Thursday, December 3, 2015

Ivo, the Gentleman by Berthold Auerbach



The long, tiring road to the priesthood
Berthold Auerbach
Ivo, the Gentleman is included in German author Berthold Auerbach’s 1843 fiction collection Black Forest Village Stories, but, comprised of 15 lengthy chapters, it is a complete novel in its own right and merits a separate review. Ivo, the son of a carpenter, lives in the village of Nordstetten. As a little boy, he witnesses a young man from his hometown perform his first Catholic mass as a member of the clergy. After the ceremony, Ivo’s father suggests that perhaps he too could one day become a “gentleman”—that is to say, a minister or parson. Young Ivo, awed by the respect shown by the townsfolk to this new priest, greets the idea with enthusiasm. From that point on, the course of his studies is planned out for him with this goal in mind, and he begins his long journey to the priesthood.

And the reader begins his long journey of reading this novel. Like the other entries in Black Forest Village Stories, the narrative presents a vivid slice of rural life in 19th century Germany. The various stories and novellas in the collection are tied together by a common village and recurring characters for an effect that falls somewhere between Balzac’s Comédie Humaine and Sherwood Anderson’s Winesburg, Ohio. While I have enjoyed Auerbach’s Black Forest stories so far, this novel was an ordeal to get through. Ivo goes about his business attending school. He has a crush on a young neighbor girl, but of course his future calling won’t allow him to act on any feelings of earthly love.
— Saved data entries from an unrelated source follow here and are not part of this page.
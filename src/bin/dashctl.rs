use clap::Parser;
use dashboard_api::cli::Cli;
use tracing_subscriber::EnvFilter;

fn main() -> anyhow::Result<()> {
    let _ = dotenvy::dotenv();
    tracing_subscriber::fmt()
        .with_env_filter(EnvFilter::try_from_default_env().unwrap_or_else(|_| EnvFilter::new("warn")))
        .with_writer(std::io::stderr)
        .init();

    let cli = Cli::parse();

    if let Err(e) = dashboard_api::cli::run(cli) {
        match std::env::var("CLI_VERBOSE").as_deref() {
            Ok("true") | Ok("1") => eprintln!("Error: {e:?}"),
            _ => eprintln!("Error: {e}"),
        }
        std::process::exit(1);
    }

    Ok(())
}
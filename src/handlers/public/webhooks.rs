// handlers/public/webhooks.rs - POST /webhooks/whatsapp/:company
use axum::extract::{Path, State};

use crate::gateway::WebhookPayload;
use crate::middleware::{ApiJson, ApiResponse, ApiResult};
use crate::services::WebhookOutcome;
use crate::state::AppState;

pub async fn whatsapp_webhook(
    State(state): State<AppState>,
    Path(company_id): Path<String>,
    ApiJson(payload): ApiJson<WebhookPayload>,
) -> ApiResult<WebhookOutcome> {
    let outcome = state.whatsapp().receive_webhook(&company_id, payload).await?;
    let message = if outcome.stored { "Message stored" } else { "Callback ignored" };
    Ok(ApiResponse::success(message, outcome))
}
The plot just kind of lopes along with the leisurely pace of changing seasons, nothing worthy of note really happening until about the ninth or tenth chapter (out of 15). At that point it starts to get a little more interesting, but by that time it’s already been a long haul. The reader can see that it’s all building up to a will-he-or-won’t-he decision toward the priesthood, yet is too tired to really care what the resolution to this conflict might be. The most interesting parts of the books are the two stories-within-a-story that don’t have anything to do with Ivo: one the story of Aloys, an emigrant to America, and the other the tale of Nat, Ivo’s former family servant and closest friend. 

The narrative of Ivo’s education reminds me a lot of Hermann Hesse’s novel Beneath the Wheel (Unterm Rad), enough to think that the latter was likely familiar with this work. Hesse’s novel is darker than this one, and a little less dull, but not much. Auerbach is an impressive writer of short stories, as evidenced by “Christian Gellert’s Last Christmas” (included in Scribner’s Stories by Foreign Authors: German II) or “The Gawk” (in Black Forest Village Stories), but Ivo, the Gentleman doesn’t say much for his talents as a novelist. One can see how Auerbach’s realistic portrayals of village life were a refreshing departure from the romantic fiction that preceded them, and how his work presages that of later authors like Hesse, Anderson, or even William Faulkner’s tales of Yoknapatawpha County. Admiration doesn’t always equate to enjoyment, however, and this novel is a bit of a bore. On the other hand, I have heard high praise for Auerbach’s novel On the Heights, so perhaps this is a just one failed effort in an otherwise illustrious career.